• [Exercise goal]: Output nothing but the lines from the first line of the entries to the line with "#[derive(Clone, Copy)]", inclusive, exactly as they read.

• [Exercise inputs]:
//! Fixed-size capability names.
//!
//! A name lives in a 256-byte buffer and is always followed by a NUL, so
//! the usable length is 255 bytes. Lengths are counted in UTF-8 bytes, not
//! characters.

use std::fmt;
use std::hash::{Hash, Hasher};
use std::str::FromStr;

use crate::error::{CapabilityError, CapabilityResult};
use crate::{CAPABILITY_FUNCTION_NAME_LEN, MAX_NAME_LEN};

/// Validated, NUL-terminated capability name stored inline.
#[derive(Clone, Copy)]
pub struct CapabilityName {
    buf: [u8; CAPABILITY_FUNCTION_NAME_LEN],
    len: usize,
}

impl CapabilityName {
    /// The empty name, all bytes zero.
    pub const fn empty() -> Self {
        Self {
            buf: [0; CAPABILITY_FUNCTION_NAME_LEN],
            len: 0,
        }
    }

    pub fn new(name: &str) -> CapabilityResult<Self> {
        let bytes = name.as_bytes();
        if bytes.len() > MAX_NAME_LEN {
            return Err(CapabilityError::NameTooLong {
                len: bytes.len(),
                max: MAX_NAME_LEN,
            });
        }
        if let Some(offset) = bytes.iter().position(|&b| b == 0) {
            return Err(CapabilityError::InteriorNul(offset));
        }

        let mut buf = [0; CAPABILITY_FUNCTION_NAME_LEN];
        buf[..bytes.len()].copy_from_slice(bytes);
        Ok(Self {
            buf,
            len: bytes.len(),
        })
    }

    /// Parse a C name buffer. The name ends at the first NUL; bytes after it
    /// are ignored.
    pub fn from_nul_terminated(bytes: &[u8]) -> CapabilityResult<Self> {
        let window = &bytes[..bytes.len().min(CAPABILITY_FUNCTION_NAME_LEN)];
        let len = window
            .iter()
            .position(|&b| b == 0)
            .ok_or(CapabilityError::UnterminatedName)?;
        let name = std::str::from_utf8(&window[..len]).map_err(|_| CapabilityError::InvalidUtf8)?;
        Self::new(name)
    }

    pub fn as_str(&self) -> &str {
        // SAFETY: `buf[..len]` is only ever filled from a `&str` in `new`.
        unsafe { std::str::from_utf8_unchecked(&self.buf[..self.len]) }
    }

    pub fn as_bytes(&self) -> &[u8] {
        &self.buf[..self.len]
    }

    /// Name bytes including the trailing NUL.
    pub fn as_bytes_with_nul(&self) -> &[u8] {
        &self.buf[..=self.len]
    }

    /// The whole backing buffer, padding included.
    pub fn as_buffer(&self) -> &[u8; CAPABILITY_FUNCTION_NAME_LEN] {
        &self.buf
    }

    pub fn len(&self) -> usize {
        self.len
    }

    pub fn is_empty(&self) -> bool {
        self.len == 0
    }
}

impl Default for CapabilityName {
    fn default() -> Self {
        Self::empty()
    }
}

impl PartialEq for CapabilityName {
    fn eq(&self, other: &Self) -> bool {
        self.as_bytes() == other.as_bytes()
    }
}

impl Eq for CapabilityName {}

impl Hash for CapabilityName {
    fn hash<H: Hasher>(&self, state: &mut H) {
        self.as_str().hash(state);
    }
}

impl PartialEq<str> for CapabilityName {
    fn eq(&self, other: &str) -> bool {
        self.as_str() == other
    }
}

impl PartialEq<&str> for CapabilityName {
    fn eq(&self, other: &&str) -> bool {
        self.as_str() == *other
    }
}

impl AsRef<str> for CapabilityName {
    fn as_ref(&self) -> &str {
        self.as_str()
    }
}

impl fmt::Debug for CapabilityName {
    fn fmt(&self, f: &mut fmt::Formatter<'_>) -> fmt::Result {
        fmt::Debug::fmt(self.as_str(), f)
    }
}

impl fmt::Display for CapabilityName {
    fn fmt(&self, f: &mut fmt::Formatter<'_>) -> fmt::Result {
        f.write_str(self.as_str())
    }
}

impl TryFrom<&str> for CapabilityName {
    type Error = CapabilityError;

    fn try_from(name: &str) -> CapabilityResult<Self> {
        Self::new(name)
    }
}

impl FromStr for CapabilityName {
    type Err = CapabilityError;

    fn from_str(name: &str) -> CapabilityResult<Self> {
        Self::new(name)
    }
}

• [Answer box]:
//! Fixed-size capability names.
//!
//! A name lives in a 256-byte buffer and is always followed by a NUL, so
//! the usable length is 255 bytes. Lengths are counted in UTF-8 bytes, not
//! characters.

use std::fmt;
use std::hash::{Hash, Hasher};
use std::str::FromStr;

use crate::error::{CapabilityError, CapabilityResult};
use crate::{CAPABILITY_FUNCTION_NAME_LEN, MAX_NAME_LEN};

/// Validated, NUL-terminated capability name stored inline.
#[derive(Clone, Copy)]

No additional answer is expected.